Now that the spring is upon us and we are just six months away, many wonks are turning their thoughts to the municipal election in October. With Bill 9 receiving royal assent last week, you can include the Alberta Legislature in that group.
After the Bill was given assent into law, I gave it a read hoping to provide readers of my blog some insight beyond what has been given in the main stream media. Sadly I can’t give you any. I still have no idea what it says.
It’s a complicated mess of ‘this part is cut’ and ‘this is what it’s replaced with’ and ‘this is something new’. I felt stupid just trying to figure out what is new, what is old, and what is gone, let alone what it all means. Why can’t legislation be written for normal people? Why can’t it show the whole law as it stands now, instead of just an summary of all the changes, which forces you to go find previous versions to do some kind of legal, time-travelling mash-up? No wonder so many people breaking laws say things like “I didn’t know it was illegal” if we make finding out what is legal and illegal so hard.

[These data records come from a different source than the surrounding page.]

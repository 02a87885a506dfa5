//! Trace ingestion and reshaping.
//!
//! Traces are newline-delimited JSON: one object per line, blank lines
//! ignored. This module reads and writes that format, reshapes raw build
//! records into simulator input, and re-orders raw records without
//! dropping any of their fields.

mod synthetic;

pub use synthetic::SyntheticTrace;

use std::io::{BufRead, Write};

use serde::de::DeserializeOwned;
use serde::Serialize;
use serde_json::Value;
use thiserror::Error;
use tracing::{debug, info};

use crate::models::{BuildRecord, JobRequest};

/// Errors raised while reading or writing traces.
#[derive(Debug, Error)]
pub enum TraceError {
    #[error("I/O error: {0}")]
    Io(#[from] std::io::Error),

    #[error("line {line}: {source}")]
    Parse {
        line: usize,
        #[source]
        source: serde_json::Error,
    },

    #[error("failed to serialize record: {0}")]
    Serialize(#[source] serde_json::Error),

    #[error("record {index}: missing numeric field '{key}'")]
    MissingKey { index: usize, key: &'static str },
}

/// Field used to order raw build records.
#[derive(Debug, Clone, Copy, PartialEq, Eq, Default)]
pub enum SortKey {
    /// `starttime` (default).
    #[default]
    StartTime,
    /// `requesttime`.
    RequestTime,
}

impl SortKey {
    /// JSON field name.
    pub fn field(&self) -> &'static str {
        match self {
            SortKey::StartTime => "starttime",
            SortKey::RequestTime => "requesttime",
        }
    }
}

/// Reads one JSON record per non-blank line.
///
/// Parse errors report the 1-based line number.
pub fn read_records<T: DeserializeOwned>(reader: impl BufRead) -> Result<Vec<T>, TraceError> {
    let mut records = Vec::new();
    for (idx, line) in reader.lines().enumerate() {
        let line = line?;
        if line.trim().is_empty() {
            continue;
        }
        let record = serde_json::from_str(&line).map_err(|source| TraceError::Parse {
            line: idx + 1,
            source,
        })?;
        records.push(record);
    }
    info!(records = records.len(), "read trace");
    Ok(records)
}

/// Writes one compact JSON record per line.
pub fn write_records<T: Serialize>(
    mut writer: impl Write,
    records: &[T],
) -> Result<(), TraceError> {
    for record in records {
        serde_json::to_writer(&mut writer, record).map_err(TraceError::Serialize)?;
        writer.write_all(b"\n")?;
    }
    writer.flush()?;
    Ok(())
}

/// Reshapes build records into `(request time, duration)` pairs.
pub fn extract_jobs(records: &[BuildRecord]) -> Vec<JobRequest> {
    records.iter().map(BuildRecord::to_job_request).collect()
}

/// Stable-sorts raw records by a timestamp field.
///
/// Records are kept as untyped JSON so every field survives the round
/// trip. Fails on the first record lacking a numeric `key`.
pub fn sort_records(records: Vec<Value>, key: SortKey) -> Result<Vec<Value>, TraceError> {
    let field = key.field();
    let mut keyed = records
        .into_iter()
        .enumerate()
        .map(|(index, record)| {
            record
                .get(field)
                .and_then(Value::as_f64)
                .map(|k| (k, record))
                .ok_or(TraceError::MissingKey { index, key: field })
        })
        .collect::<Result<Vec<_>, _>>()?;

    keyed.sort_by(|a, b| a.0.total_cmp(&b.0));
    debug!(records = keyed.len(), key = field, "sorted records");
    Ok(keyed.into_iter().map(|(_, record)| record).collect())
}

(My solution would be to just have a bill that shows the deleted parts as text with a strikethough and new text as bold. Or new in green and deleted in red. Whatever. There just has be a better way. But I digress, because this is not what this post is about.)
Apparently the legal minds at the City of Calgary are having the same sorts of difficulty as I am. Although obviously they got through Bill 9 in enough detail to realize there is a section which don’t make sense.

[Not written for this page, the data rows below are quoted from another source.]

//! Raw build-log record.
//!
//! One record per build or test run, as emitted by the CI build-data
//! export. Only the fields the analysis needs are modeled; everything
//! else in the record is ignored on deserialization.

use serde::{Deserialize, Serialize};

use super::{seconds, JobRequest, Seconds};

/// A completed build/test run.
#[derive(Debug, Clone, PartialEq, Eq, Serialize, Deserialize)]
pub struct BuildRecord {
    /// When the job was submitted (s).
    #[serde(rename = "requesttime", deserialize_with = "seconds::deserialize")]
    pub request_time: Seconds,
    /// When a worker started the job (s).
    #[serde(rename = "starttime", deserialize_with = "seconds::deserialize")]
    pub start_time: Seconds,
    /// When the job finished (s).
    #[serde(rename = "endtime", deserialize_with = "seconds::deserialize")]
    pub end_time: Seconds,
    /// Free-form build properties.
    #[serde(default)]
    pub properties: BuildProperties,
}

/// The subset of build properties the analysis reads.
#[derive(Debug, Clone, Default, PartialEq, Eq, Serialize, Deserialize)]
pub struct BuildProperties {
    /// Name of the worker that ran the job.
    #[serde(rename = "slavename", default, skip_serializing_if = "Option::is_none")]
    pub worker: Option<String>,
}

impl BuildRecord {
    /// Creates a record with no worker attached.
    pub fn new(request_time: Seconds, start_time: Seconds, end_time: Seconds) -> Self {
        Self {
            request_time,
            start_time,
            end_time,
            properties: BuildProperties::default(),
        }
    }

    /// Sets the worker name.
    pub fn with_worker(mut self, worker: impl Into<String>) -> Self {
        self.properties.worker = Some(worker.into());
        self
    }

    /// Worker name, if the record carries one.
    pub fn worker(&self) -> Option<&str> {
        self.properties.worker.as_deref()
    }

    /// Job runtime: `end - start`.
    pub fn duration(&self) -> Seconds {
        self.end_time - self.start_time
    }

    /// Wait the job actually experienced: `start - request`.
    pub fn observed_wait(&self) -> Seconds {
        self.start_time - self.request_time
    }

    /// Reshapes the record into the simulator's input.
    pub fn to_job_request(&self) -> JobRequest {
        JobRequest::new(self.request_time, self.duration())
    }
}

#[cfg(test)]
mod tests {
    use super::*;

    #[test]
    fn test_record_derived_times() {
        let r = BuildRecord::new(100, 160, 460);
        assert_eq!(r.duration(), 300);
        assert_eq!(r.observed_wait(), 60);
        assert_eq!(r.to_job_request(), JobRequest::new(100, 300));
    }

    #[test]
    fn test_record_parses_worker_and_ignores_extras() {
        let line = r#"{"requesttime": 1, "starttime": 2, "endtime": 5,
            "buildnumber": 42, "properties": {"slavename": "t-w732-ix-001", "branch": "try"}}"#;
        let r: BuildRecord = serde_json::from_str(line).unwrap();
        assert_eq!(r.worker(), Some("t-w732-ix-001"));
        assert_eq!(r.duration(), 3);
    }

    #[test]
    fn test_record_without_properties() {
        let r: BuildRecord =
            serde_json::from_str(r#"{"requesttime": 1, "starttime": 2, "endtime": 5}"#).unwrap();
        assert_eq!(r.worker(), None);
    }

    #[test]
    fn test_with_worker() {
        let r = BuildRecord::new(0, 0, 1).with_worker("w1");
        assert_eq!(r.worker(), Some("w1"));
    }
}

Yesterday the Mayor sent the following letter to the Minister in charge of municipalities:
2010 April 27
The Honourable Hector Goudreau
Minister of Municipal Affairs
Government of Alberta
104, 10800-97 Avenue
Edmonton, AB T5K 2B6
Dear Minister Goudreau:
Re: Bill 9 – Local Authorities Election Statutes Amendment Act, 2010
I am writing you in respect of the above noted statute, which received Royal Assent on April 22, 2010, and is now in effect.
I understand that Bill 9 was intended to clarify certain issues raised by the amendments to the Local Authorities Election Act (RSA 2000, c. L-21) resulting from the Local Authorities Election (Finance and Contribution Disclosure) Amendment Act, 2009 (SA 2009, c.10; formerly Bill 203).

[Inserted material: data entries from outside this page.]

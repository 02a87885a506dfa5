//! Discrete-event dispatch loop.
//!
//! # Algorithm
//!
//! 1. Stable-sort jobs by request time and enqueue one `Request` per job.
//! 2. Pop the earliest event until the queue is empty.
//! 3. `Request(t)`: take an idle machine if there is one (wait 0) and
//!    schedule its `Finish` at `t + duration + overhead`; otherwise append
//!    the job to the FIFO backlog.
//! 4. `Finish(t, m)`: hand `m` straight to the oldest backlogged job
//!    (wait `t - request`) and schedule its next `Finish`; with no backlog,
//!    return `m` to the idle pool.
//!
//! A freed machine never passes through the idle pool when work is
//! waiting, so the overhead is paid exactly once per job.
//!
//! # Termination
//! Each `Request` schedules at most one `Finish`; each `Finish` schedules
//! at most one more. At most `pool_size` finishes are in flight and the
//! requests are finite, so the queue drains.
//!
//! # Complexity
//! O((n + p) log n) for n jobs and p machines.

use std::collections::VecDeque;

use tracing::{debug, trace};

use super::{Event, EventQueue, MachinePool, SimulationConfig, SimulationError};
use crate::models::{JobRequest, MachineId, Seconds};

/// One job's assignment to a machine.
#[derive(Debug, Clone, Copy, PartialEq, Eq)]
pub struct Dispatch {
    /// Index of the job in the input slice.
    pub job: usize,
    /// Machine that ran it.
    pub machine: MachineId,
    /// When the job was requested (s).
    pub request_time: Seconds,
    /// When the machine started it (s).
    pub start_time: Seconds,
    /// When the job itself completed (s).
    pub completion_time: Seconds,
    /// When the machine became free again, overhead included (s).
    pub free_time: Seconds,
}

impl Dispatch {
    /// Time the job spent waiting for a machine.
    pub fn wait(&self) -> Seconds {
        self.start_time - self.request_time
    }
}

/// Result of a simulation run.
#[derive(Debug, Clone, Default)]
pub struct SimulationOutcome {
    /// One wait time per job, in dispatch order.
    pub wait_times: Vec<Seconds>,
    /// One record per job, in dispatch order.
    pub dispatches: Vec<Dispatch>,
    /// Earliest request time in the trace (s).
    pub start_time: Seconds,
    /// Time of the last processed event (s).
    pub end_time: Seconds,
}

impl SimulationOutcome {
    /// Number of jobs dispatched.
    pub fn job_count(&self) -> usize {
        self.wait_times.len()
    }

    /// Sum of all wait times (s).
    pub fn total_wait(&self) -> Seconds {
        self.wait_times.iter().sum()
    }

    /// Simulated span from first request to last event (s).
    pub fn span(&self) -> Seconds {
        self.end_time - self.start_time
    }
}

/// Replays a job trace against a fixed machine pool.
///
/// An engine owns all of its state (event queue, idle pool, backlog) and
/// is consumed by [`run`](Self::run); independent runs use independent
/// engines.
///
/// # Example
///
/// ```
/// use u_poolsim::models::JobRequest;
/// use u_poolsim::simulation::{SimulationConfig, SimulationEngine};
///
/// let jobs = vec![JobRequest::new(0, 10), JobRequest::new(5, 10)];
/// let engine = SimulationEngine::new(SimulationConfig::new(1, 0)).unwrap();
/// let outcome = engine.run(&jobs).unwrap();
/// assert_eq!(outcome.wait_times, vec![0, 5]);
/// ```
#[derive(Debug)]
pub struct SimulationEngine {
    config: SimulationConfig,
    queue: EventQueue,
    pool: MachinePool,
    backlog: VecDeque<usize>,
    outcome: SimulationOutcome,
}

impl SimulationEngine {
    /// Creates an engine.
    ///
    /// Rejects an empty pool (no job could ever be served) and a negative
    /// overhead.
    pub fn new(config: SimulationConfig) -> Result<Self, SimulationError> {
        if config.pool_size == 0 {
            return Err(SimulationError::InvalidConfig(
                "pool size must be at least 1".into(),
            ));
        }
        if config.overhead < 0 {
            return Err(SimulationError::InvalidConfig(format!(
                "overhead must be non-negative, got {}",
                config.overhead
            )));
        }

        Ok(Self {
            config,
            queue: EventQueue::new(),
            pool: MachinePool::new(config.pool_size),
            backlog: VecDeque::new(),
            outcome: SimulationOutcome::default(),
        })
    }

    /// Creates an engine and runs it once.
    pub fn simulate(
        config: SimulationConfig,
        jobs: &[JobRequest],
    ) -> Result<SimulationOutcome, SimulationError> {
        Self::new(config)?.run(jobs)
    }

    /// Runs the simulation to queue exhaustion.
    ///
    /// Jobs are assumed validated: non-negative request times and durations.
    pub fn run(mut self, jobs: &[JobRequest]) -> Result<SimulationOutcome, SimulationError> {
        let mut order: Vec<usize> = (0..jobs.len()).collect();
        order.sort_by_key(|&i| jobs[i].request_time);

        self.queue = EventQueue::with_capacity(jobs.len() + self.config.pool_size);
        for &job in &order {
            self.queue
                .insert(jobs[job].request_time, Event::Request { job });
        }
        self.outcome.wait_times.reserve(jobs.len());
        self.outcome.dispatches.reserve(jobs.len());
        self.outcome.start_time = order.first().map_or(0, |&i| jobs[i].request_time);
        self.outcome.end_time = self.outcome.start_time;

        debug!(
            jobs = jobs.len(),
            pool_size = self.config.pool_size,
            overhead = self.config.overhead,
            "simulation started"
        );

        while !self.queue.is_empty() {
            let scheduled = self.queue.pop_earliest()?;
            debug_assert!(
                scheduled.time >= self.outcome.end_time,
                "event at {} processed after {}",
                scheduled.time,
                self.outcome.end_time
            );
            self.outcome.end_time = scheduled.time;
            trace!(time = scheduled.time, event = ?scheduled.event, "event");

            match scheduled.event {
                Event::Request { job } => self.on_request(scheduled.time, job, jobs)?,
                Event::Finish { machine } => self.on_finish(scheduled.time, machine, jobs)?,
            }

            self.check_invariants();
        }

        debug_assert!(self.backlog.is_empty(), "backlog left after queue drained");
        debug_assert_eq!(self.outcome.job_count(), jobs.len());
        debug!(
            jobs = self.outcome.job_count(),
            total_wait = self.outcome.total_wait(),
            end_time = self.outcome.end_time,
            "simulation finished"
        );

        Ok(self.outcome)
    }

    fn on_request(
        &mut self,
        now: Seconds,
        job: usize,
        jobs: &[JobRequest],
    ) -> Result<(), SimulationError> {
        if self.pool.has_idle() {
            let machine = self.pool.acquire()?;
            self.dispatch(now, job, machine, jobs)?;
        } else {
            self.backlog.push_back(job);
        }
        Ok(())
    }

    fn on_finish(
        &mut self,
        now: Seconds,
        machine: MachineId,
        jobs: &[JobRequest],
    ) -> Result<(), SimulationError> {
        match self.backlog.pop_front() {
            // Same machine goes straight to the next job.
            Some(job) => self.dispatch(now, job, machine, jobs)?,
            None => self.pool.release(machine),
        }
        Ok(())
    }

    fn dispatch(
        &mut self,
        now: Seconds,
        job: usize,
        machine: MachineId,
        jobs: &[JobRequest],
    ) -> Result<(), SimulationError> {
        let request = jobs[job];
        let (completion_time, free_time) = now
            .checked_add(request.duration)
            .and_then(|done| Some((done, done.checked_add(self.config.overhead)?)))
            .ok_or(SimulationError::TimeOverflow { job })?;
        self.queue.insert(free_time, Event::Finish { machine });

        let dispatch = Dispatch {
            job,
            machine,
            request_time: request.request_time,
            start_time: now,
            completion_time,
            free_time,
        };
        debug_assert!(dispatch.wait() >= 0, "negative wait for job {job}");
        self.outcome.wait_times.push(dispatch.wait());
        self.outcome.dispatches.push(dispatch);
        Ok(())
    }

    fn check_invariants(&self) {
        debug_assert_eq!(
            self.pool.idle_count() + self.pool.busy_count(),
            self.pool.size(),
            "machine pool lost or gained a machine"
        );
        debug_assert!(
            !(self.pool.has_idle() && !self.backlog.is_empty()),
            "idle machine while jobs are backlogged"
        );
    }
}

In particular, section 147.6 of the Local Authorities Election Act requires that:
(1) candidates for municipal office must file a declaration outlining the total amount of campaign contributions held by the candidate, including any surplus money from previous campaigns; and
(2) if the total amounts held by a candidate exceed $500, the candidate must pay the excess to the municipality.
Both of these requirements must be met within 3 months following the coming into force of the Local Authorities Election (Finance and Contribution Disclosure) Amendment Act, 2009. That statute came into force on February 3, 2010; accordingly, the above requirements must be met by May 3, 2010.
However, the Bill 9 amendments to the Local Authorities Election Act included the addition of the following section:
147.92(1) Sections 147.5,147.6,147.7(2) and (3) and 147.91(b) apply to campaign funds on or after December 1, 2011.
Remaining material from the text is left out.